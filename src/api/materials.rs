//! Material routes under `/api/v1/materials`.

use super::error::{ApiError, JsonBody};
use crate::keys::Namespace;
use crate::records::{RecordService, SearchResult, SyncReport, UploadOutcome};
use axum::{
    Json, Router,
    body::Bytes,
    extract::{DefaultBodyLimit, Multipart, State, multipart::MultipartRejection},
    routing::{get, post},
};
use serde::{Deserialize, Serialize};
use serde_json::{Value, json};
use std::sync::Arc;

pub(super) fn routes(max_upload_bytes: usize) -> Router<Arc<RecordService>> {
    Router::new()
        .route("/", get(list_materials))
        .route("/upload", post(upload))
        .route(
            "/upload-pdf",
            post(upload_pdf).layer(DefaultBodyLimit::max(max_upload_bytes)),
        )
        .route("/ingest", post(ingest))
        .route("/sync-name", post(sync_name))
        .route("/sync-all", post(sync_all))
        .route("/delete", post(delete_material))
        .route("/search", post(search))
}

#[derive(Deserialize)]
struct TextRequest {
    text: String,
}

#[derive(Deserialize)]
struct KeyRequest {
    key: String,
}

#[derive(Deserialize, Default)]
struct SyncAllRequest {
    #[serde(default)]
    force_rename: bool,
}

#[derive(Deserialize)]
struct SearchRequest {
    query: String,
    #[serde(default)]
    limit: Option<usize>,
}

#[derive(Serialize)]
struct UploadResponse {
    success: bool,
    #[serde(flatten)]
    outcome: UploadOutcome,
}

impl From<UploadOutcome> for UploadResponse {
    fn from(outcome: UploadOutcome) -> Self {
        Self {
            success: true,
            outcome,
        }
    }
}

#[derive(Serialize)]
struct SearchResponse {
    success: bool,
    count: usize,
    materials: Vec<SearchResult>,
}

#[derive(Serialize)]
struct SyncAllResponse {
    success: bool,
    results: SyncReport,
}

async fn list_materials(
    State(service): State<Arc<RecordService>>,
) -> Result<Json<Value>, ApiError> {
    let documents = service.list_materials().await?;
    Ok(Json(json!({ "success": true, "documents": documents })))
}

async fn upload(
    State(service): State<Arc<RecordService>>,
    JsonBody(request): JsonBody<TextRequest>,
) -> Result<Json<UploadResponse>, ApiError> {
    let outcome = service.upload_material(&request.text, None).await?;
    Ok(Json(outcome.into()))
}

/// Multipart upload: a `text` field plus an optional `pdf_file` part.
async fn upload_pdf(
    State(service): State<Arc<RecordService>>,
    multipart: Result<Multipart, MultipartRejection>,
) -> Result<Json<UploadResponse>, ApiError> {
    let mut multipart =
        multipart.map_err(|rejection| ApiError::Validation(rejection.body_text()))?;
    let mut text = None;
    let mut pdf = None;
    while let Some(field) = multipart.next_field().await? {
        let name = field.name().map(str::to_string);
        match name.as_deref() {
            Some("text") => text = Some(field.text().await?),
            Some("pdf_file") => {
                let file_name = field.file_name().unwrap_or("unnamed").to_string();
                let bytes = field.bytes().await?;
                tracing::info!(file_name, size = bytes.len(), "Received PDF part");
                pdf = Some(bytes.to_vec());
            }
            other => tracing::debug!(field = ?other, "Ignoring multipart field"),
        }
    }

    let text = text.ok_or_else(|| ApiError::Validation("'text' field is required".into()))?;
    let outcome = service.upload_material(&text, pdf).await?;
    Ok(Json(outcome.into()))
}

async fn ingest(
    State(service): State<Arc<RecordService>>,
    JsonBody(request): JsonBody<TextRequest>,
) -> Result<Json<UploadResponse>, ApiError> {
    let outcome = service.ingest_material(&request.text).await?;
    Ok(Json(outcome.into()))
}

async fn sync_name(
    State(service): State<Arc<RecordService>>,
    JsonBody(request): JsonBody<KeyRequest>,
) -> Result<Json<Value>, ApiError> {
    let name = service.sync_name(&request.key).await?;
    Ok(Json(json!({ "success": true, "name": name })))
}

/// Body is optional; an empty body means `force_rename = false`.
async fn sync_all(
    State(service): State<Arc<RecordService>>,
    body: Bytes,
) -> Result<Json<SyncAllResponse>, ApiError> {
    let request = if body.iter().all(u8::is_ascii_whitespace) {
        SyncAllRequest::default()
    } else {
        serde_json::from_slice::<SyncAllRequest>(&body)
            .map_err(|error| ApiError::Validation(format!("Invalid request body: {error}")))?
    };
    let results = service.sync_all(request.force_rename).await?;
    Ok(Json(SyncAllResponse {
        success: true,
        results,
    }))
}

async fn delete_material(
    State(service): State<Arc<RecordService>>,
    JsonBody(request): JsonBody<KeyRequest>,
) -> Result<Json<Value>, ApiError> {
    let key = service.delete_record(Namespace::Materials, &request.key).await?;
    Ok(Json(json!({
        "success": true,
        "message": "Document deleted successfully",
        "key": key,
    })))
}

async fn search(
    State(service): State<Arc<RecordService>>,
    JsonBody(request): JsonBody<SearchRequest>,
) -> Result<Json<SearchResponse>, ApiError> {
    let materials = service
        .search_materials(&request.query, request.limit)
        .await?;
    Ok(Json(SearchResponse {
        success: true,
        count: materials.len(),
        materials,
    }))
}
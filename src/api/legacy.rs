//! Range listing kept for older clients.

use super::error::ApiError;
use crate::records::{RecordService, SliceEntry, parse_range};
use axum::{
    Json, Router,
    extract::{Path, State},
    routing::get,
};
use serde::Serialize;
use std::sync::Arc;

pub(super) fn routes() -> Router<Arc<RecordService>> {
    Router::new().route("/courses/:start/:stop", get(slice_courses))
}

#[derive(Serialize)]
struct SliceResponse {
    documents: Vec<SliceEntry>,
}

/// Materials `[start, stop)` in sequence order; bounds are validated before any store access.
async fn slice_courses(
    State(service): State<Arc<RecordService>>,
    Path((start, stop)): Path<(String, String)>,
) -> Result<Json<SliceResponse>, ApiError> {
    let (start, stop) = parse_range(&start, &stop)?;
    let documents = service.slice_materials(start, stop).await?;
    Ok(Json(SliceResponse { documents }))
}
//! Tracing configuration and log routing.
//!
//! Logs go to stdout through a compact formatter and to a file. `EDU_API_LOG_FILE` names the
//! file explicitly; otherwise each binary appends to `logs/<stem>.log`. File output uses a
//! non-blocking writer whose guard lives for the whole process.

use std::path::PathBuf;
use std::sync::OnceLock;

use tracing_appender::non_blocking::{NonBlocking, WorkerGuard};
use tracing_subscriber::{EnvFilter, fmt, prelude::*};

/// Environment variable overriding the log file location.
pub const LOG_FILE_VAR: &str = "EDU_API_LOG_FILE";
const LOG_DIR: &str = "logs";

static LOG_GUARD: OnceLock<WorkerGuard> = OnceLock::new();

/// Where file logs are written.
#[derive(Debug, Clone, PartialEq, Eq)]
pub enum LogTarget {
    /// Explicit path taken from [`LOG_FILE_VAR`].
    Explicit(PathBuf),
    /// `logs/<stem>.log` under the working directory.
    Default(String),
}

impl LogTarget {
    /// Resolve the target from the override value and the binary's file stem.
    pub fn resolve(override_path: Option<String>, stem: &str) -> Self {
        match override_path.filter(|path| !path.trim().is_empty()) {
            Some(path) => Self::Explicit(PathBuf::from(path)),
            None => Self::Default(format!("{stem}.log")),
        }
    }
}

/// Configure tracing for stdout and file logging.
///
/// Respects `RUST_LOG` (defaults to `info`). `stem` names the default log file.
pub fn init_tracing(stem: &str) {
    let env_filter = EnvFilter::try_from_default_env().unwrap_or_else(|_| EnvFilter::new("info"));
    let stdout_layer = fmt::layer().with_target(false).compact();

    let registry = tracing_subscriber::registry()
        .with(env_filter)
        .with(stdout_layer);

    let target = LogTarget::resolve(std::env::var(LOG_FILE_VAR).ok(), stem);
    match open_writer(&target) {
        Some(writer) => {
            let file_layer = fmt::layer()
                .with_writer(writer)
                .with_target(true)
                .with_ansi(false)
                .compact();
            registry.with(file_layer).init();
        }
        None => registry.init(),
    }
}

/// Open a non-blocking writer for `target`, or `None` when the file cannot be opened.
fn open_writer(target: &LogTarget) -> Option<NonBlocking> {
    let (writer, guard) = match target {
        LogTarget::Explicit(path) => {
            let file = std::fs::OpenOptions::new()
                .create(true)
                .append(true)
                .open(path)
                .map_err(|err| eprintln!("Failed to open log file {}: {err}", path.display()))
                .ok()?;
            tracing_appender::non_blocking(file)
        }
        LogTarget::Default(file_name) => {
            if let Err(err) = std::fs::create_dir_all(LOG_DIR) {
                eprintln!("Failed to create logs directory: {err}");
                return None;
            }
            tracing_appender::non_blocking(tracing_appender::rolling::never(LOG_DIR, file_name))
        }
    };
    let _ = LOG_GUARD.set(guard);
    Some(writer)
}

» **EXERCISE DESCRIPTION**
Return, word for word, every line from the line with "let file_layer = fmt::layer()" to the final line of the data.

» **TASK RESULT**
            let file_layer = fmt::layer()
                .with_writer(writer)
                .with_target(true)
                .with_ansi(false)
                .compact();
            registry.with(file_layer).init();
        }
        None => registry.init(),
    }
}

/// Open a non-blocking writer for `target`, or `None` when the file cannot be opened.
fn open_writer(target: &LogTarget) -> Option<NonBlocking> {
    let (writer, guard) = match target {
        LogTarget::Explicit(path) => {
            let file = std::fs::OpenOptions::new()
                .create(true)
                .append(true)
                .open(path)
                .map_err(|err| eprintln!("Failed to open log file {}: {err}", path.display()))
                .ok()?;
            tracing_appender::non_blocking(file)
        }
        LogTarget::Default(file_name) => {
            if let Err(err) = std::fs::create_dir_all(LOG_DIR) {
                eprintln!("Failed to create logs directory: {err}");
                return None;
            }
            tracing_appender::non_blocking(tracing_appender::rolling::never(LOG_DIR, file_name))
        }
    };
    let _ = LOG_GUARD.set(guard);
    Some(writer)
}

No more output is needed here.